Review Of CuttPutlli: Is One More Pedestrian Remake

Subhash K Jha reviews Cuttputlli

Cuttputlli (Disney+Hotstar)

Starring Akshay Kumar , plus several cadaverous entities

Directed by Ranjit Tewary

Rating: **

What can we say about a killer-thriller which starts with an Alzheimer’s joke? It only gets worse from there , as we are taken through a crime wave in Kasauli which can be stopped only by one rookie cop. And we all know who that is. No police investigation required to sort out that one.

If you have seen the original Tamil film Ratasasan about a serialkiller on the prowl, Cuttputli would look like a bit more of the same. Akshay Kumar who gets an additional song, missing in the original, doesn’t look young enough to play a struggling filmmaker . Akshay’s involvement with the crime scenes is inexplicable. Since he has written a script about a serial killer he is shown to be qualified enough to nab a serial killer who targets school girls.The prime suspect is a creepy Maths teacher whose modus operandi is to intimidate and sexually violate his helpless students. That he has not been caught and convicted only goes to show we are dealing with a crime capital where the cops are not at their brightest.

The maths teacher ends up dead on the floor and the serial killer is still on the prowl. The storytelling is perched between sensitive and exploitative. Some of the gruesome tortured bodies of the murder victims seem inspired by real-life crime serials. But the plot never transcends its pulpy intentions.

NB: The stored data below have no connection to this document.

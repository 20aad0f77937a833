mod common;
use common::*;
use teco::mach::Runtime;

#[test]
fn test_insert_and_move() {
    let r = &mut Runtime::default();
    assert_eq!(exec(r, "@I/hello/ J 2C .="), "2\n");
    assert_eq!(exec(r, "Z= B="), "5\n0\n");
    assert_eq!(exec(r, "0A="), "108\n");
    assert_eq!(exec(r, "-1A="), "101\n");
    assert_eq!(exec(r, "HT"), "hello");
    assert_eq!(exec(r, "1,3T"), "el");
    assert_eq!(exec(r, "10C"), "?POP Attempt to move pointer off page 10C\n");
    assert_eq!(exec(r, ":10C="), "0\n");
    assert_eq!(exec(r, ":R="), "-1\n");
    assert_eq!(exec(r, "J 3D HT"), "lo");
    assert_eq!(exec(r, "HK 65I$ HT"), "A");
}

#[test]
fn test_lines() {
    let r = &mut Runtime::default();
    exec(r, "@I/ab\ncd\nef\n/");
    assert_eq!(exec(r, "J L .="), "3\n");
    assert_eq!(exec(r, "T"), "cd\n");
    assert_eq!(exec(r, "V"), "cd\n");
    assert_eq!(exec(r, "2V"), "ab\ncd\nef\n");
    assert_eq!(exec(r, "^Q="), "3\n");
    assert_eq!(exec(r, "ZJ -L .="), "6\n");
    assert_eq!(exec(r, "J K HT"), "cd\nef\n");
}

#[test]
fn test_registers_and_buffer() {
    let r = &mut Runtime::default();
    exec(r, "@I/abc/");
    assert_eq!(exec(r, "HXA HK Z= GA HT"), "0\nabc");
    assert_eq!(exec(r, "0,1:XA :GA"), "abca");
}

#[test]
fn test_numbers_in_buffer() {
    let r = &mut Runtime::default();
    exec(r, "@I/-42xyz/");
    assert_eq!(exec(r, "J \\= .="), "-42\n3\n");
    assert_eq!(exec(r, "HK 255UA 16^R QA\\ HT"), "FF");
    assert_eq!(exec(r, "HK J \\="), "0\n");
}

#[test]
fn test_extreme_arguments_stay_on_page() {
    let r = &mut Runtime::default();
    assert_eq!(
        exec(r, "@I/ab/ 9223372036854775807C"),
        "?POP Attempt to move pointer off page 9223372036854775807C\n"
    );
    assert_eq!(exec(r, ":9223372036854775807R="), "0\n");
    assert_eq!(exec(r, "HK @I/a\nb/ -9223372036854775807-1L .="), "0\n");
    assert_eq!(exec(r, "9223372036854775807L .="), "3\n");
    assert_eq!(exec(r, "J -9223372036854775807-1V"), "");
}
use teco::mach::{Event, Runtime};

/// Enters a command string, spelling ESC as `$`, and collects
/// everything it prints. Errors end with a newline.
pub fn exec(runtime: &mut Runtime, command: &str) -> String {
    runtime.enter(&command.replace('$', "\x1b"));
    drain(runtime)
}

pub fn drain(runtime: &mut Runtime) -> String {
    let mut s = String::new();
    loop {
        match runtime.execute() {
            Event::Stopped => break,
            Event::Print(ps) => s.push_str(&ps),
            Event::Error(es) => {
                s.push_str(&es);
                s.push('\n');
            }
            Event::Exit => {
                s.push_str("EXIT\n");
                break;
            }
        }
    }
    s
}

The last half-hour is particularly problematic with the killer’s past hurriedly revealed to explain the present. The slapdash treatment of the crime denouement is among the many drawbacks in what could have been a sturdy adaptation. Instead it’s only a servile remake with some scenes looking like they could have done with some serious second thoughts.

The ‘dicky’ sequence where Akshay finds a girl’s body in the back of a car ,is milked for melodrama with Akshay and Chandrachur Singh vying for the lachrymose effect. The climax is meant to be nerve wracking . It just gets on your nerves. To use a young girl as a bait to catch the killer without her knowledge or consent is not the smartest of methods to solve a messy crime.

But then no one is accusing this fairly ho-hum crime thriller of being smart.